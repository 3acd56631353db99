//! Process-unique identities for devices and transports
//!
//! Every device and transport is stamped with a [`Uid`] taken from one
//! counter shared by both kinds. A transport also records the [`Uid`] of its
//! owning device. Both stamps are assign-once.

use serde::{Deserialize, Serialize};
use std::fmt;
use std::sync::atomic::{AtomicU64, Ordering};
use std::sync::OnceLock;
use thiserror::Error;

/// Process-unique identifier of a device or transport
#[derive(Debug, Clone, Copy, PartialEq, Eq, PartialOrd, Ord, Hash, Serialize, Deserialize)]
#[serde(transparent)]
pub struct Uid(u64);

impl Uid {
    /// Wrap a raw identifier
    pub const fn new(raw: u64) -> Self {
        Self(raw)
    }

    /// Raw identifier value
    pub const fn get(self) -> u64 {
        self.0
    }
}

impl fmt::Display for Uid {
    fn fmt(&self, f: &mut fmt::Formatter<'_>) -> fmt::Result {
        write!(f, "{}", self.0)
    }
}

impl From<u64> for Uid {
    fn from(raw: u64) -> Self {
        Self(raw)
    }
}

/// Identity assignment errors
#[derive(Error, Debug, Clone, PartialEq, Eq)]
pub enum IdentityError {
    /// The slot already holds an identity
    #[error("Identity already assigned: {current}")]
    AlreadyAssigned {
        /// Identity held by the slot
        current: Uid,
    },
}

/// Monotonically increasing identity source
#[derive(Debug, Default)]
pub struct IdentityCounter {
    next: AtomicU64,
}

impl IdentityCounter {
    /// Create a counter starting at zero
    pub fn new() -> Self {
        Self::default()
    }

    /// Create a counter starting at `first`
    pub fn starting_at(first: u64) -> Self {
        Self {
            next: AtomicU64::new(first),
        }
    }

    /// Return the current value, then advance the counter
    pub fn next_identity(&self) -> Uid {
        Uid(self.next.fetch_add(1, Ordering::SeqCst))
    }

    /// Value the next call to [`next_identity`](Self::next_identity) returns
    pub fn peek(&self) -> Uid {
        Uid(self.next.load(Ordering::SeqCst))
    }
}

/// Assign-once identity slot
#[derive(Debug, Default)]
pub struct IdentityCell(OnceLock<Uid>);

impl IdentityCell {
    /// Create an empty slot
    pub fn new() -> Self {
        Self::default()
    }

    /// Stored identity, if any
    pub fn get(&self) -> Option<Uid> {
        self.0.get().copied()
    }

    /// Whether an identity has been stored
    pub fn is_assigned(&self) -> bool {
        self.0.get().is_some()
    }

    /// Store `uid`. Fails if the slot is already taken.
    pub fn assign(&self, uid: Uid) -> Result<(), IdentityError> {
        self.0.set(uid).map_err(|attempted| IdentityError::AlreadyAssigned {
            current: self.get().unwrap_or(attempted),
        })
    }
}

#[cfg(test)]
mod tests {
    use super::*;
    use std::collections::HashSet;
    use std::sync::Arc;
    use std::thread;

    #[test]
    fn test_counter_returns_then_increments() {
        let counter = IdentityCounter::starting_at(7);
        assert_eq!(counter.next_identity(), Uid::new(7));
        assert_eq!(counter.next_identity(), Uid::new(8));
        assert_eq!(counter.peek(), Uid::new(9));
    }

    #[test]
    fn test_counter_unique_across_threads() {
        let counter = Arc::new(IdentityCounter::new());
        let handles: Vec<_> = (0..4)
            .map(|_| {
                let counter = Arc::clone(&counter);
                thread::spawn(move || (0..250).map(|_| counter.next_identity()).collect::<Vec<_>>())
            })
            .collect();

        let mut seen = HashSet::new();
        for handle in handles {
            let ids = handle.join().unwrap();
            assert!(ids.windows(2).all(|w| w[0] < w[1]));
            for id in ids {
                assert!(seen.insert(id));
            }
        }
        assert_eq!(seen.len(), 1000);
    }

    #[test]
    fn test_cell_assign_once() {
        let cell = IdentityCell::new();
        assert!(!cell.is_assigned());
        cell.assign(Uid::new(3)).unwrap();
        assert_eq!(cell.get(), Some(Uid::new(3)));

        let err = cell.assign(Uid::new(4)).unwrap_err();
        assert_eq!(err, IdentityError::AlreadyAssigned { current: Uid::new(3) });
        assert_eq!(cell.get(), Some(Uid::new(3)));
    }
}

+===+

• [Problem statement]: How many lines in the records above contain the word "impl"? Answer with the number only.

• [Response]: 5